Celebrities and fishermen are being lured to an eastern Manitoba lodge to help reel in a cure for cystic fibrosis.
Retired NFL quarterback Norman (Boomer) Esiason leads the list of competitors in a pro-am tournament Sept. 20 and 21 at Aikens Lake Wilderness Lodge.
Proceeds from the inaugural Professional Walleye Trail Celebrity Shootout are going to the Boomer Esiason Foundation, which raises money for cystic fibrosis research and awareness about the fatal genetic disorder.
Esiason founded the organization after his son, Gunnar, was diagnosed in 1993.
"Fishing events have long played a role in calling attention to causes like finding a cure for cystic fibrosis," Esiason said in a written statement. "This event is a unique opportunity to show the world the amazing sport of walleye fishing, the beauty of Manitoba and, most importantly, to benefit finding a cure for cystic fibrosis."
A longtime Cincinnati Bengal, Esiason played 14 seasons with three teams before retiring in 1997. He was the league's MVP in 1988.
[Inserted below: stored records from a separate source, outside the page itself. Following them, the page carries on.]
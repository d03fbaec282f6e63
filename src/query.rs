//! Query variation generation.
//!
//! One noisy source record fans out into several candidate search strings.
//! Compilation channels bury the real artist and title inside hyphenated
//! headings, uploader suffixes, and quoted spans, so no single query is
//! assumed sufficient: the selector tries every variation and keeps the best
//! scoring hit across all of them.

use crate::lexicon::Lexicon;
use crate::models::TrackRecord;
use crate::normalize::{quoted_spans, strip_bracketed_spans};
use rustc_hash::FxHashSet;

/// Artist/title candidates recovered from a "channel - artist - title"
/// heading. The second-to-last hyphen segment is only an artist candidate
/// when it does not read like a channel descriptor.
#[derive(Debug, Default)]
struct HyphenSplit {
    title: Option<String>,
    artist: Option<String>,
}

fn split_hyphen_heading(title: &str, lexicon: &Lexicon) -> HyphenSplit {
    if !title.contains(" - ") {
        return HyphenSplit::default();
    }
    let segments: Vec<&str> = title
        .split(" - ")
        .map(str::trim)
        .filter(|s| !s.is_empty())
        .collect();
    if segments.len() < 2 {
        return HyphenSplit::default();
    }
    let candidate_artist = segments[segments.len() - 2];
    let artist = if lexicon.is_descriptor_segment(candidate_artist) {
        None
    } else {
        Some(candidate_artist.to_string())
    };
    HyphenSplit {
        title: Some(segments[segments.len() - 1].to_string()),
        artist,
    }
}

/// First comma-delimited artist token.
fn first_artist(artists_str: &str) -> String {
    match artists_str.split_once(',') {
        Some((first, _)) => first.trim().to_string(),
        None => artists_str.to_string(),
    }
}

/// Short digit-bearing artist strings are usually timestamps or upload
/// counters, not artists.
fn looks_like_timestamp_artist(artist: &str) -> bool {
    artist.chars().any(|c| c.is_ascii_digit()) && artist.chars().count() < 10
}

/// Alternate source views candidates are scored against: the record itself,
/// plus the hyphen-derived (artist, title) reading when the title carries a
/// "channel - artist - title" heading. Scoring takes the max across views, so
/// a candidate matching the real artist/title buried in a compilation heading
/// is not punished for the heading noise.
pub fn score_views(record: &TrackRecord, lexicon: &Lexicon) -> Vec<TrackRecord> {
    let mut views = vec![record.clone()];
    let title = lexicon.strip_uploader_suffixes(&record.title);
    let title = strip_bracketed_spans(&title);
    let hyphen = split_hyphen_heading(&title, lexicon);
    if let Some(likely_title) = hyphen.title {
        let artists = match hyphen.artist {
            Some(artist) => vec![artist],
            None => record.artists.clone(),
        };
        views.push(TrackRecord {
            title: likely_title,
            artists,
            duration: record.duration.clone(),
            playlist_title: record.playlist_title.clone(),
        });
    }
    views
}

/// Derive the deduplicated, ordered list of search-query strings for one
/// source record. Deterministic; tolerant of empty or unusual titles; returns
/// a non-empty list whenever the title is non-empty.
pub fn generate_variations(record: &TrackRecord, lexicon: &Lexicon) -> Vec<String> {
    let artists_str = record.artists_joined();

    let title = lexicon.strip_uploader_suffixes(&record.title);
    let title = strip_bracketed_spans(&title);

    let hyphen = split_hyphen_heading(&title, lexicon);
    let first = first_artist(&artists_str);
    let quoted = quoted_spans(&record.title);

    // Artist variations: the raw first token, plus canonical names recovered
    // from the title (when the token is timestamp-like) or the token itself.
    let mut artist_variations: Vec<String> = vec![first.clone()];
    if looks_like_timestamp_artist(&first) {
        if let Some(canonical) = lexicon.known_artist_in(&title) {
            artist_variations.push(canonical.to_string());
        }
    }
    if let Some(canonical) = lexicon.known_artist_in(&first) {
        artist_variations.push(canonical.to_string());
    }

    let mut variations: Vec<String> = Vec::new();
    for artist in &artist_variations {
        variations.push(format!("{} {}", title, artist));
        variations.push(format!("{} {}", artist, title));
    }

    // Drop a leading "X - " segment when something remains after it.
    let mut clean_title = title.clone();
    if let Some((_, rest)) = clean_title.split_once(" - ") {
        if !rest.trim().is_empty() {
            clean_title = rest.trim().to_string();
        }
    }

    variations.push(clean_title.clone());
    variations.push(format!("{} {}", clean_title, first));

    if let Some(likely_title) = &hyphen.title {
        variations.push(likely_title.clone());
        variations.push(format!("{} {}", likely_title, first));
        if let Some(likely_artist) = &hyphen.artist {
            variations.push(format!("{} {}", likely_title, likely_artist));
            variations.push(format!("{} {}", likely_artist, likely_title));
        }
    }

    for qt in &quoted {
        variations.push(qt.clone());
        variations.push(format!("{} {}", qt, first));
    }

    // Extra variant with the first live/official suffix removed.
    let mut no_suffix = clean_title.clone();
    for suffix in &lexicon.live_suffixes {
        if no_suffix.to_lowercase().ends_with(&suffix.to_lowercase()) {
            no_suffix.truncate(no_suffix.len() - suffix.len());
            break;
        }
    }
    if no_suffix != clean_title {
        variations.push(no_suffix.clone());
        variations.push(format!("{} {}", no_suffix, first));
    }

    if looks_like_timestamp_artist(&first) {
        variations.push(clean_title.clone());
    }

    // Guard well-known titles against being displaced by noisier variants.
    if lexicon.is_well_known_title(&clean_title) {
        variations.push(clean_title.clone());
    }

    // Deduplicate preserving first-seen order.
    let mut seen = FxHashSet::default();
    variations
        .into_iter()
        .map(|v| v.trim().to_string())
        .filter(|v| !v.is_empty())
        .filter(|v| seen.insert(v.clone()))
        .collect()
}
//! Candidate scoring.
//!
//! One destination-catalog candidate is scored against one source record with
//! an additive rule table. Scores are unbounded integers and may go negative;
//! rules for missing attributes are skipped; overlapping rules deliberately
//! stack (the generic artist-substring bonus and the expected-artist bonus can
//! fire on the same pair - the combined total is the contract, not the
//! individual weights).
//!
//! Two normalization levels are in play: most rules compare the *loose* form,
//! the stacking exact-title bonus compares the *strict* form. See `normalize`.

use crate::lexicon::Lexicon;
use crate::models::{CandidateRecord, TrackRecord};
use crate::normalize::{normalize_loose, normalize_strict};

/// Exact loose-title match.
const TITLE_EXACT: i32 = 20;
/// Substantial substring title match (both sides longer than 3 chars).
const TITLE_SUBSTRING: i32 = 5;
/// Minor substring or word-overlap title match.
const TITLE_MINOR: i32 = 1;
/// Strict-normalized titles equal (stacks with the loose rules).
const TITLE_STRICT_EXACT: i32 = 10;
const ARTIST_EXACT: i32 = 3;
const ARTIST_SUBSTRING: i32 = 1;
const ARTIST_TOKEN_HIT: i32 = 1;
const REMIX_PENALTY: i32 = -3;
const FEAT_REMIX_PENALTY: i32 = -2;
const FEAT_PENALTY: i32 = -1;
const EXPECTED_ARTIST_BONUS: i32 = 5;
const TITLE_NO_ARTIST_PENALTY: i32 = -5;
const TITLE_AND_ARTIST_BONUS: i32 = 5;

fn char_len(s: &str) -> usize {
    s.chars().count()
}

/// Either string contains the other.
fn substring_either(a: &str, b: &str) -> bool {
    a.contains(b) || b.contains(a)
}

/// True if any comma-delimited token of one artist string is a substring of
/// a token of the other (either direction).
fn artist_tokens_overlap(artists_a: &str, artists_b: &str) -> bool {
    for token_a in artists_a.split(',').map(str::trim).filter(|t| !t.is_empty()) {
        for token_b in artists_b.split(',').map(str::trim).filter(|t| !t.is_empty()) {
            if substring_either(token_a, token_b) {
                return true;
            }
        }
    }
    false
}

/// Loose titles match: equal or substring either way. Both sides must be
/// non-empty for any title rule to apply.
fn titles_matchish(title_a: &str, title_b: &str) -> bool {
    !title_a.is_empty() && !title_b.is_empty() && (title_a == title_b || substring_either(title_a, title_b))
}

/// Score one candidate against one source record. Deterministic, never
/// panics, unbounded.
pub fn similarity_score(source: &TrackRecord, candidate: &CandidateRecord, lexicon: &Lexicon) -> i32 {
    let mut score = 0;

    let title_a = lexicon.strip_version_suffixes(&normalize_loose(&source.title));
    let title_b = lexicon.strip_version_suffixes(&normalize_loose(&candidate.title));
    let artists_a = normalize_loose(&source.artists_joined());
    let artists_b = normalize_loose(&candidate.artists_joined());

    // Title rules (most important).
    if !title_a.is_empty() && !title_b.is_empty() {
        if title_a == title_b {
            score += TITLE_EXACT;
        } else if substring_either(&title_a, &title_b) {
            if char_len(&title_a) > 3 && char_len(&title_b) > 3 {
                score += TITLE_SUBSTRING;
            } else {
                score += TITLE_MINOR;
            }
        } else if title_a
            .split_whitespace()
            .any(|word| char_len(word) > 3 && title_b.contains(word))
        {
            score += TITLE_MINOR;
        }

        // Exact match ignoring punctuation and bracketed spans; stacks with
        // the rules above.
        let strict_a = normalize_strict(&title_a);
        if !strict_a.is_empty() && strict_a == normalize_strict(&title_b) {
            score += TITLE_STRICT_EXACT;
        }
    }

    // Artist rules (less important than title, still significant).
    if !artists_a.is_empty() && !artists_b.is_empty() {
        if artists_a == artists_b {
            score += ARTIST_EXACT;
        } else if substring_either(&artists_a, &artists_b) {
            score += ARTIST_SUBSTRING;
        } else if artist_tokens_overlap(&artists_a, &artists_b) {
            score += ARTIST_TOKEN_HIT;
        }
    }

    // Prefer original versions over remixes/mashups/covers. Featured-artist
    // markers are penalized lightly unless the title is also remix-like.
    let candidate_title_loose = normalize_loose(&candidate.title);
    let remix_like = lexicon
        .remix_markers
        .iter()
        .any(|marker| candidate_title_loose.contains(marker));
    if remix_like {
        score += REMIX_PENALTY;
    }
    if candidate_title_loose.contains("feat") || candidate_title_loose.contains("ft") {
        score += if remix_like { FEAT_REMIX_PENALTY } else { FEAT_PENALTY };
    }

    // Expected-artist bonus: when the source title names a known artist and
    // the candidate's first credited artist matches it.
    if let Some(pattern) = lexicon.known_artist_pattern_in(&normalize_loose(&source.title)) {
        if let Some(first_b) = artists_b.split(',').next().map(str::trim) {
            if first_b.contains(pattern) {
                score += EXPECTED_ARTIST_BONUS;
            }
        }
    }

    // Require title AND artist to agree: titles that line up without any
    // artist-token overlap are suspect, unless the source artist reads like
    // an uploader channel or a timestamp.
    if !artists_a.is_empty() && !artists_b.is_empty() && titles_matchish(&title_a, &title_b) {
        let artist_match_found = artist_tokens_overlap(&artists_a, &artists_b);
        if artist_match_found {
            score += TITLE_AND_ARTIST_BONUS;
        } else if !lexicon.is_channel_like(&artists_a) {
            let timestamp_like =
                artists_a.chars().any(|c| c.is_ascii_digit()) && char_len(&artists_a) <= 10;
            if !timestamp_like {
                score += TITLE_NO_ARTIST_PENALTY;
            }
        }
    }

    score
}

#[cfg(test)]
mod tests {
    use super::*;

    fn source(title: &str, artists: &[&str]) -> TrackRecord {
        TrackRecord {
            title: title.to_string(),
            artists: artists.iter().map(|s| s.to_string()).collect(),
            duration: None,
            playlist_title: "pl".to_string(),
        }
    }

    fn candidate(title: &str, artists: &[&str]) -> CandidateRecord {
        CandidateRecord {
            id: "a".repeat(22),
            title: title.to_string(),
            artists: artists.iter().map(|s| s.to_string()).collect(),
            year: None,
            kind: None,
        }
    }

    #[test]
    fn test_exact_title_and_artist_floor() {
        let lex = Lexicon::default();
        let score = similarity_score(
            &source("Deceit and Betrayal", &["Audiomachine"]),
            &candidate("Deceit and Betrayal", &["Audiomachine"]),
            &lex,
        );
        // 20 (exact) + 3 (artist) is the floor; the strict-title and
        // title-and-artist bonuses stack on top.
        assert!(score >= 23, "score was {}", score);
    }

    #[test]
    fn test_remix_scores_strictly_lower() {
        let lex = Lexicon::default();
        let src = source("Song", &["Artist"]);
        let plain = similarity_score(&src, &candidate("Song", &["Artist"]), &lex);
        let remix = similarity_score(&src, &candidate("Song (Remix)", &["Artist"]), &lex);
        assert!(remix < plain, "remix {} vs plain {}", remix, plain);
    }

    #[test]
    fn test_substring_title_bonus() {
        let lex = Lexicon::default();
        let score = similarity_score(
            &source("Elegy", &["Balmorhea"]),
            &candidate("Elegy (Extended)", &["Balmorhea"]),
            &lex,
        );
        // Substring (+5), artist exact (+3), title-and-artist (+5), and the
        // feat penalty does not apply.
        assert!(score >= 13, "score was {}", score);
    }

    #[test]
    fn test_title_match_without_artist_overlap_penalized() {
        let lex = Lexicon::default();
        let with_artist = similarity_score(
            &source("Common Title", &["Real Artistname"]),
            &candidate("Common Title", &["Real Artistname"]),
            &lex,
        );
        let wrong_artist = similarity_score(
            &source("Common Title", &["Real Artistname"]),
            &candidate("Common Title", &["Somebody Unrelated"]),
            &lex,
        );
        assert!(wrong_artist < with_artist);
    }

    #[test]
    fn test_channel_like_source_artist_not_penalized() {
        let lex = Lexicon::default();
        let channel = similarity_score(
            &source("Piece", &["Epic Cinematic Studios"]),
            &candidate("Piece", &["Composer"]),
            &lex,
        );
        let real = similarity_score(
            &source("Piece", &["Unrelated Person"]),
            &candidate("Piece", &["Composer"]),
            &lex,
        );
        assert!(channel > real);
    }

    #[test]
    fn test_expected_artist_bonus() {
        let lex = Lexicon::default();
        let expected = similarity_score(
            &source("I'm God Clams Casino", &["03:45"]),
            &candidate("I'm God", &["Clams Casino"]),
            &lex,
        );
        let other = similarity_score(
            &source("I'm God Clams Casino", &["03:45"]),
            &candidate("I'm God", &["Somebody"]),
            &lex,
        );
        assert!(expected > other);
    }

    #[test]
    fn test_missing_artists_skip_artist_rules() {
        let lex = Lexicon::default();
        let score = similarity_score(
            &source("Song", &[]),
            &candidate("Song", &["Artist"]),
            &lex,
        );
        // Title rules only: 20 + 10, no artist penalty or bonus.
        assert_eq!(score, 30);
    }

    #[test]
    fn test_deterministic() {
        let lex = Lexicon::default();
        let src = source("Song (Remix)", &["A", "B"]);
        let cand = candidate("Song feat. C", &["A"]);
        assert_eq!(
            similarity_score(&src, &cand, &lex),
            similarity_score(&src, &cand, &lex)
        );
    }
}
Former NHLers Kris King and Mike Gartner, actor Rick Schroder and Les Stroud (the star of Survivorman on Discovery Channel) are among the celebrities Esiason is bringing with him. They'll be paired with PWT's top 10 anglers.
"It's kind of like an all-star game for the PWT fishermen," said Pit Turenne, the lodge's general manager.
Highlights of the tournament, PWT's first in Canada, will be shown during a future Outdoor Channel broadcast.
Esiason became enamoured with the lodge when he and his two kids visited last year, Turenne said.
Aikens Lake -- northeast of Winnipeg in Atikaki Provincial Park -- is widely known for its supply of monstrous walleye (pickerel).
"That's our bread and butter," Turenne said. "When people come to Aikens they're coming after the walleye."
Cystic fibrosis is incurable, although there are treatments. The disease causes mucus to build up and become glue-like, which can lead to serious breathing problems and lung disease.
The median age of survival of Canadians with the disorder is 37, according to the Canadian Cystic Fibrosis Foundation.